All the above degrees of complexity apply reasonably well to petrochemical reactions where the feedstock and the products are usually well defined. However, in petroleum refining reactors such as catalytic cracking, hydrocracking, catalytic reforming, etc, the situa-tion is much more complicated and necessitates the use of lumping into pseudo-components (Hasten and Froment, 1984). This class of reactions is beyond the scope of this book, especially since the basic questions regarding the kinetic modelling of these reactions are not settled.

The second step the modeller is faced with in some reactors, is to decide on the suitable j-factor correlations to be used for estimating the external mass and heat transfer resistances between the bulk gas and the surface of the catalyst pellet (external resistances). In many industrial cases the answer to this task is rather trivial, that is, the external mass and heat transfer resistances are negligible.
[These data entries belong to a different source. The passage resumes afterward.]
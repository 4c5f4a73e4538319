// crates/gateway/src/users.rs
//! User and reading-list endpoints

use crate::client::Client;
use crate::dto::{BookDto, UserDto};
use crate::error::GatewayResult;
use async_trait::async_trait;
use std::collections::HashMap;

/// User profile and reading-relation endpoints
#[async_trait]
pub trait UsersApi: Send + Sync {
    /// Fetches a user profile; `None` for a success response with no body
    async fn by_id(&self, id: i64) -> GatewayResult<Option<UserDto>>;

    /// Sets or clears the user's reading relation to a book
    ///
    /// One endpoint for both directions, parameterized by `start_reading`.
    async fn toggle_reading(
        &self,
        user_id: i64,
        book_id: i64,
        start_reading: bool,
    ) -> GatewayResult<Option<UserDto>>;

    /// Books the user is currently reading
    async fn reading_list(&self, user_id: i64) -> GatewayResult<Vec<BookDto>>;

    /// Name-to-count map of books the user is reading
    async fn reading_count(&self, user_id: i64) -> GatewayResult<HashMap<String, i64>>;

    /// Generic key/value body holding the per-book reading status
    async fn reading_status(
        &self,
        user_id: i64,
        book_id: i64,
    ) -> GatewayResult<HashMap<String, serde_json::Value>>;

    /// Reading list formatted for profile display (separate endpoint,
    /// same payload shape as [`Self::reading_list`])
    async fn reading_list_for_profile(&self, user_id: i64) -> GatewayResult<Vec<BookDto>>;
}

/// HTTP implementation of [`UsersApi`]
#[derive(Debug, Clone)]
pub struct HttpUsersApi {
    client: Client,
}

impl HttpUsersApi {
    pub fn new(client: Client) -> Self {
        Self { client }
    }
}

#[async_trait]
impl UsersApi for HttpUsersApi {
    async fn by_id(&self, id: i64) -> GatewayResult<Option<UserDto>> {
        self.client
            .send(self.client.get(&format!("api/users/{}", id)))
            .await
    }

    async fn toggle_reading(
        &self,
        user_id: i64,
        book_id: i64,
        start_reading: bool,
    ) -> GatewayResult<Option<UserDto>> {
        let request = self
            .client
            .post(&format!("api/users/{}/reading/{}", user_id, book_id))
            .query(&[("startReading", start_reading)]);
        self.client.send(request).await
    }

    async fn reading_list(&self, user_id: i64) -> GatewayResult<Vec<BookDto>> {
        let books = self
            .client
            .send(self.client.get(&format!("api/users/{}/reading", user_id)))
            .await?;
        Ok(books.unwrap_or_default())
    }

    async fn reading_count(&self, user_id: i64) -> GatewayResult<HashMap<String, i64>> {
        let counts = self
            .client
            .send(
                self.client
                    .get(&format!("api/users/{}/reading/count", user_id)),
            )
            .await?;
        Ok(counts.unwrap_or_default())
    }

    async fn reading_status(
        &self,
        user_id: i64,
        book_id: i64,
    ) -> GatewayResult<HashMap<String, serde_json::Value>> {
        let body = self
            .client
            .send(
                self.client
                    .get(&format!("api/users/{}/reading/{}/status", user_id, book_id)),
            )
            .await?;
        Ok(body.unwrap_or_default())
    }

    async fn reading_list_for_profile(&self, user_id: i64) -> GatewayResult<Vec<BookDto>> {
        let books = self
            .client
            .send(
                self.client
                    .get(&format!("api/users/{}/reading-books", user_id)),
            )
            .await?;
        Ok(books.unwrap_or_default())
    }
}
However, in other cases the appropriate choice of the j-factor correlation together with the correlations for estimating the change of physical properties along the length of the reactor (and also radially for two-dimensional models) due to the change of temperature and composition accompa-nying the reaction, are of great importance for the accurate modelling of the reactor.

This external mass and heat transfer problem is closely linked to the appropriate description of the conditions in the bulk phase especially with regard to the hydrodynamics and the axial and radial diffusion mechanisms.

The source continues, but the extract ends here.